• [Goal of the exercise] Report how many lines of the following entries include the string "MalformedProof"; respond with the number alone.

Data extracted from a collection:
○ ○ ○ ○ ○ ○ ○
//! # Shared Types Crate
//!
//! Primitive identifiers used across the validation subsystems, and the
//! `TimeSource` port every deadline computation goes through.
//!
//! ## Design Principles
//!
//! - **Single Source of Truth**: identity, amount and time types are defined
//!   once here so the registry and the request machine cannot drift apart.
//! - **Opaque identifiers**: validators are keyed by `Address`, requests by a
//!   monotonically increasing `RequestId`. Records refer to each other only
//!   through these keys.

pub mod entities;
pub mod time;

pub use entities::*;
pub use time::{ManualTimeSource, SystemTimeSource, TimeSource};
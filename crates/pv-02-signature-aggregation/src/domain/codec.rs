//! # Aggregation Proof Codec
//!
//! Fixed binary layout of an [`AggregationResult`], persisted on completed
//! requests and re-verified later without the raw shares:
//!
//! ```text
//! offset    size  field
//! 0         1     version (0x01)
//! 1         96    aggregated signature, G1 uncompressed
//! 97        1     signature infinity flag
//! 98        32    message hash
//! 130       4     signer count (u32, big-endian)
//! 134       213n  signers: address (20) | G2 uncompressed (192) | infinity flag (1)
//! 134+213n  1     validity flag
//! ```
//!
//! Decoding is structural only: coordinates are read without curve checks,
//! which verification performs.

use super::entities::AggregationResult;
use super::errors::AggregationError;
use pv_01_curve_arithmetic::{KeyPoint, SignaturePoint};
use shared_types::{Address, Hash};

/// Current proof layout version.
pub const PROOF_VERSION: u8 = 0x01;

const SIG_LEN: usize = SignaturePoint::UNCOMPRESSED_LEN;
const KEY_LEN: usize = KeyPoint::UNCOMPRESSED_LEN;
const HEADER_LEN: usize = 1 + SIG_LEN + 1 + 32 + 4;
const SIGNER_LEN: usize = 20 + KEY_LEN + 1;

impl AggregationResult {
    /// Serialize to the fixed proof layout.
    pub fn to_bytes(&self) -> Vec<u8> {
        let mut out = Vec::with_capacity(HEADER_LEN + SIGNER_LEN * self.signers.len() + 1);

        out.push(PROOF_VERSION);
        out.extend_from_slice(&self.aggregated_signature.to_uncompressed());
        out.push(self.aggregated_signature.is_identity() as u8);
        out.extend_from_slice(&self.message_hash);
        out.extend_from_slice(&(self.signers.len() as u32).to_be_bytes());

        for (address, key) in &self.signers {
            out.extend_from_slice(address);
            out.extend_from_slice(&key.to_uncompressed());
            out.push(key.is_identity() as u8);
        }

        out.push(self.valid as u8);
        out
    }

    /// Parse the fixed proof layout.
    ///
    /// # Errors
    /// `MalformedProof` on a wrong version, wrong total length, flag bytes
    /// other than 0/1, or a flag that disagrees with the point encoding.
    pub fn from_bytes(bytes: &[u8]) -> Result<Self, AggregationError> {
        let mut reader = Reader::new(bytes);

        if reader.byte()? != PROOF_VERSION {
            return Err(AggregationError::MalformedProof("unsupported version"));
        }

        let sig_bytes: [u8; SIG_LEN] = reader.array()?;
        let aggregated_signature = SignaturePoint::from_uncompressed_unchecked(&sig_bytes)
            .map_err(|_| AggregationError::MalformedProof("signature encoding"))?;
        check_flag(reader.byte()?, aggregated_signature.is_identity())?;

        let message_hash: Hash = reader.array()?;
        let count = u32::from_be_bytes(reader.array()?) as usize;

        let expected_len = count
            .checked_mul(SIGNER_LEN)
            .and_then(|n| n.checked_add(HEADER_LEN + 1))
            .ok_or(AggregationError::MalformedProof("signer count"))?;
        if bytes.len() != expected_len {
            return Err(AggregationError::MalformedProof("length"));
        }

        let mut signers = Vec::with_capacity(count);
        for _ in 0..count {
            let address: Address = reader.array()?;
            let key_bytes: [u8; KEY_LEN] = reader.array()?;
            let key = KeyPoint::from_uncompressed_unchecked(&key_bytes)
                .map_err(|_| AggregationError::MalformedProof("public key encoding"))?;
            check_flag(reader.byte()?, key.is_identity())?;
            signers.push((address, key));
        }

        let valid = match reader.byte()? {
            0 => false,
            1 => true,
            _ => return Err(AggregationError::MalformedProof("validity flag")),
        };

        Ok(Self {
            aggregated_signature,
            signers,
            message_hash,
            valid,
        })
    }
}

fn check_flag(flag: u8, is_identity: bool) -> Result<(), AggregationError> {
    match flag {
        0 | 1 if (flag == 1) == is_identity => Ok(()),
        0 | 1 => Err(AggregationError::MalformedProof("infinity flag disagrees with point")),
        _ => Err(AggregationError::MalformedProof("infinity flag")),
    }
}

struct Reader<'a> {
    bytes: &'a [u8],
    pos: usize,
}

impl<'a> Reader<'a> {
    fn new(bytes: &'a [u8]) -> Self {
        Self { bytes, pos: 0 }
    }

    fn take(&mut self, n: usize) -> Result<&'a [u8], AggregationError> {
        let end = self
            .pos
            .checked_add(n)
            .filter(|end| *end <= self.bytes.len())
            .ok_or(AggregationError::MalformedProof("truncated"))?;
        let slice = &self.bytes[self.pos..end];
        self.pos = end;
        Ok(slice)
    }

    fn byte(&mut self) -> Result<u8, AggregationError> {
        Ok(self.take(1)?[0])
    }

    fn array<const N: usize>(&mut self) -> Result<[u8; N], AggregationError> {
        let mut out = [0u8; N];
        out.copy_from_slice(self.take(N)?);
        Ok(out)
    }
}
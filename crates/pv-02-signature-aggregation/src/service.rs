//! # Signature Aggregation Service
//!
//! Implements `SignatureAggregationApi` by delegating to the domain layer
//! and logging rejected input.

use crate::domain::bls;
use crate::domain::ecdsa;
use crate::domain::entities::{
    AggregationResult, BlsPublicKey, BlsSignature, EcdsaSignature, SignatureShare,
};
use crate::domain::errors::{AggregationError, SignatureResult};
use crate::ports::inbound::SignatureAggregationApi;
use pv_01_curve_arithmetic::{KeyPoint, SignaturePoint};
use shared_types::{format_address, Address, Hash};
use tracing::{debug, warn};

/// Stateless aggregation service.
#[derive(Debug, Clone, Default)]
pub struct SignatureAggregationService;

impl SignatureAggregationService {
    /// Create a new service.
    pub fn new() -> Self {
        Self
    }
}

impl SignatureAggregationApi for SignatureAggregationService {
    fn verify_single(
        &self,
        signature: &BlsSignature,
        message_hash: &Hash,
        public_key: &BlsPublicKey,
    ) -> bool {
        let valid = bls::verify_single(signature, message_hash, public_key);
        if !valid {
            debug!("point signature rejected");
        }
        valid
    }

    fn aggregate_signatures(
        &self,
        shares: &[SignatureShare],
        message_hash: &Hash,
        public_keys: &[BlsPublicKey],
    ) -> Result<AggregationResult, AggregationError> {
        let result = bls::aggregate_signatures(shares, message_hash, public_keys)?;
        if !result.valid {
            warn!(
                folded = result.signer_count(),
                submitted = shares.len(),
                "aggregation produced an invalid proof"
            );
        }
        Ok(result)
    }

    fn verify_aggregated(
        &self,
        aggregated_signature: &SignaturePoint,
        message_hash: &Hash,
        public_keys: &[KeyPoint],
    ) -> bool {
        bls::verify_aggregated(aggregated_signature, message_hash, public_keys)
    }

    fn batch_verify(
        &self,
        signatures: &[BlsSignature],
        message_hashes: &[Hash],
        public_keys: &[BlsPublicKey],
    ) -> Result<bool, AggregationError> {
        bls::batch_verify(signatures, message_hashes, public_keys)
    }

    fn verify_classical(
        &self,
        message_hash: &Hash,
        signature: &EcdsaSignature,
        expected: Address,
    ) -> SignatureResult<()> {
        ecdsa::verify_ecdsa_signer(message_hash, signature, expected).inspect_err(|e| {
            debug!(expected = %format_address(&expected), error = %e, "classical signature rejected");
        })
    }
}
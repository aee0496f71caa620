//! # Classical Verification (secp256k1 ECDSA)
//!
//! The fallback signature path: a validator signs the request's message
//! hash with its secp256k1 account key and the signature must recover to
//! the validator's address.
//!
//! ## Security Notes
//!
//! - **Malleability Prevention (EIP-2)**: S must be strictly below n/2
//! - **Scalar Range Validation**: R and S must be in [1, n-1]
//! - **R Point Validation**: R must be an x-coordinate on the curve
//! - **Constant-Time Operations**: range checks use `subtle`

use super::entities::EcdsaSignature;
use super::errors::{SignatureError, SignatureResult};
use k256::ecdsa::{RecoveryId, Signature, VerifyingKey};
use k256::elliptic_curve::sec1::FromEncodedPoint;
use k256::{AffinePoint, EncodedPoint};
use sha3::{Digest, Keccak256};
use shared_types::{Address, Hash};
use subtle::{Choice, ConstantTimeEq};
use zeroize::Zeroize;

/// secp256k1 curve order n
const SECP256K1_ORDER: [u8; 32] = [
    0xFF, 0xFF, 0xFF, 0xFF, 0xFF, 0xFF, 0xFF, 0xFF, 0xFF, 0xFF, 0xFF, 0xFF, 0xFF, 0xFF, 0xFF, 0xFE,
    0xBA, 0xAE, 0xDC, 0xE6, 0xAF, 0x48, 0xA0, 0x3B, 0xBF, 0xD2, 0x5E, 0x8C, 0xD0, 0x36, 0x41, 0x41,
];

/// n/2, the EIP-2 bound on S.
const SECP256K1_HALF_ORDER: [u8; 32] = [
    0x7F, 0xFF, 0xFF, 0xFF, 0xFF, 0xFF, 0xFF, 0xFF, 0xFF, 0xFF, 0xFF, 0xFF, 0xFF, 0xFF, 0xFF, 0xFF,
    0x5D, 0x57, 0x6E, 0x73, 0x57, 0xA4, 0x50, 0x1D, 0xDF, 0xE9, 0x2F, 0x46, 0x68, 0x1B, 0x20, 0xA0,
];

/// Recover the signer address after full structural validation.
///
/// Checks, in order: R range, R on curve, S range, low S, recovery id,
/// then public-key recovery.
pub fn recover_address(message_hash: &Hash, signature: &EcdsaSignature) -> SignatureResult<Address> {
    if !is_valid_scalar(&signature.r) || !is_valid_r_coordinate(&signature.r) {
        return Err(SignatureError::InvalidFormat);
    }
    if !is_valid_scalar(&signature.s) {
        return Err(SignatureError::InvalidFormat);
    }
    if !is_low_s(&signature.s) {
        return Err(SignatureError::MalleableSignature);
    }

    let recovery_id = parse_recovery_id(signature.v)?;

    let mut sig_bytes = [0u8; 64];
    sig_bytes[..32].copy_from_slice(&signature.r);
    sig_bytes[32..].copy_from_slice(&signature.s);
    let parsed = Signature::from_slice(&sig_bytes);
    sig_bytes.zeroize();
    let sig = parsed.map_err(|_| SignatureError::InvalidFormat)?;

    let recovered_key = VerifyingKey::recover_from_prehash(message_hash, &sig, recovery_id)
        .map_err(|_| SignatureError::RecoveryFailed)?;

    Ok(address_from_pubkey(&recovered_key))
}

/// Verify that `signature` over `message_hash` recovers to `expected`.
pub fn verify_ecdsa_signer(
    message_hash: &Hash,
    signature: &EcdsaSignature,
    expected: Address,
) -> SignatureResult<()> {
    let recovered = recover_address(message_hash, signature)?;

    if !bool::from(recovered[..].ct_eq(&expected[..])) {
        return Err(SignatureError::SignerMismatch {
            expected,
            actual: recovered,
        });
    }
    Ok(())
}

/// Keccak256 hash function.
pub fn keccak256(data: &[u8]) -> Hash {
    let mut hasher = Keccak256::new();
    hasher.update(data);
    let mut hash = [0u8; 32];
    hash.copy_from_slice(&hasher.finalize());
    hash
}

/// Account address of a secp256k1 key: last 20 bytes of
/// `keccak256(x || y)`.
pub fn address_from_pubkey(public_key: &VerifyingKey) -> Address {
    let encoded = public_key.to_encoded_point(false);
    let hash = keccak256(&encoded.as_bytes()[1..]);

    let mut address = [0u8; 20];
    address.copy_from_slice(&hash[12..]);
    address
}

/// Constant-time big-endian `a < b`.
fn ct_less_than(a: &[u8; 32], b: &[u8; 32]) -> Choice {
    let mut less = Choice::from(0u8);
    let mut greater = Choice::from(0u8);

    for (x, y) in a.iter().zip(b) {
        let undecided = !(less | greater);
        less |= undecided & Choice::from((x < y) as u8);
        greater |= undecided & Choice::from((x > y) as u8);
    }
    less
}

/// S strictly below n/2 (EIP-2).
fn is_low_s(s: &[u8; 32]) -> bool {
    ct_less_than(s, &SECP256K1_HALF_ORDER).into()
}

/// Scalar in [1, n-1].
fn is_valid_scalar(scalar: &[u8; 32]) -> bool {
    let is_zero = scalar[..].ct_eq(&[0u8; 32][..]);
    (!is_zero & ct_less_than(scalar, &SECP256K1_ORDER)).into()
}

/// R must be the x-coordinate of some curve point.
fn is_valid_r_coordinate(r: &[u8; 32]) -> bool {
    let mut compressed = [0u8; 33];
    compressed[0] = 0x02;
    compressed[1..].copy_from_slice(r);

    let Ok(encoded) = EncodedPoint::from_bytes(compressed) else {
        return false;
    };
    AffinePoint::from_encoded_point(&encoded).is_some().into()
}

/// Valid v values: 0, 1, 27, 28
fn parse_recovery_id(v: u8) -> SignatureResult<RecoveryId> {
    let id = match v {
        0 | 27 => 0,
        1 | 28 => 1,
        _ => return Err(SignatureError::InvalidRecoveryId(v)),
    };
    RecoveryId::try_from(id).map_err(|_| SignatureError::InvalidRecoveryId(v))
}

/// s' = n - s
pub fn invert_s(s: &[u8; 32]) -> [u8; 32] {
    let mut result = [0u8; 32];
    let mut borrow: i32 = 0;

    for i in (0..32).rev() {
        let diff = (SECP256K1_ORDER[i] as i32) - (s[i] as i32) - borrow;
        if diff < 0 {
            result[i] = (diff + 256) as u8;
            borrow = 1;
        } else {
            result[i] = diff as u8;
            borrow = 0;
        }
    }

    result
}

#[cfg(test)]
pub mod test_helpers {
    use super::*;
    use k256::ecdsa::SigningKey;

    pub fn generate_keypair() -> (SigningKey, Address) {
        let signing_key = SigningKey::random(&mut rand::thread_rng());
        let address = address_from_pubkey(signing_key.verifying_key());
        (signing_key, address)
    }

    /// Sign a message hash, normalized to low S with Ethereum-style v.
    pub fn sign(message_hash: &Hash, private_key: &SigningKey) -> EcdsaSignature {
        let (sig, recid) = private_key
            .sign_prehash_recoverable(message_hash)
            .expect("signing failed");

        let sig_bytes = sig.to_bytes();
        let mut r = [0u8; 32];
        let mut s = [0u8; 32];
        r.copy_from_slice(&sig_bytes[..32]);
        s.copy_from_slice(&sig_bytes[32..]);

        let flipped = !is_low_s(&s);
        let s = if flipped { invert_s(&s) } else { s };
        let v = (recid.to_byte() ^ flipped as u8) + 27;

        EcdsaSignature { r, s, v }
    }
}
//! # Event Log Handler
//!
//! Writes every protocol event to the log as a JSON payload, so the
//! lifecycle of registrations and requests can be followed from the node
//! output alone.

use shared_bus::{ProtocolEvent, Subscription};
use tokio::sync::watch;
use tracing::{info, warn};

/// Logs each event received on its subscription.
pub struct EventLogHandler {
    subscription: Subscription,
}

impl EventLogHandler {
    pub fn new(subscription: Subscription) -> Self {
        Self { subscription }
    }

    /// Run until the bus closes or shutdown is signalled. Returns the number
    /// of events logged.
    pub async fn run(mut self, mut shutdown: watch::Receiver<bool>) -> u64 {
        let mut logged = 0u64;
        loop {
            tokio::select! {
                event = self.subscription.recv() => match event {
                    Some(event) => {
                        log_event(&event);
                        logged += 1;
                    }
                    None => {
                        info!("event bus closed");
                        break;
                    }
                },
                _ = shutdown.changed() => {
                    info!(logged, "event log shutting down");
                    break;
                }
            }
        }
        logged
    }
}

fn log_event(event: &ProtocolEvent) {
    match serde_json::to_string(event) {
        Ok(payload) => info!(
            topic = ?event.topic(),
            event = event.name(),
            %payload,
            "protocol event"
        ),
        Err(e) => warn!(event = event.name(), error = %e, "unserializable event"),
    }
}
○ ○ ○ ○ ○ ○ ○
• [Result below] 10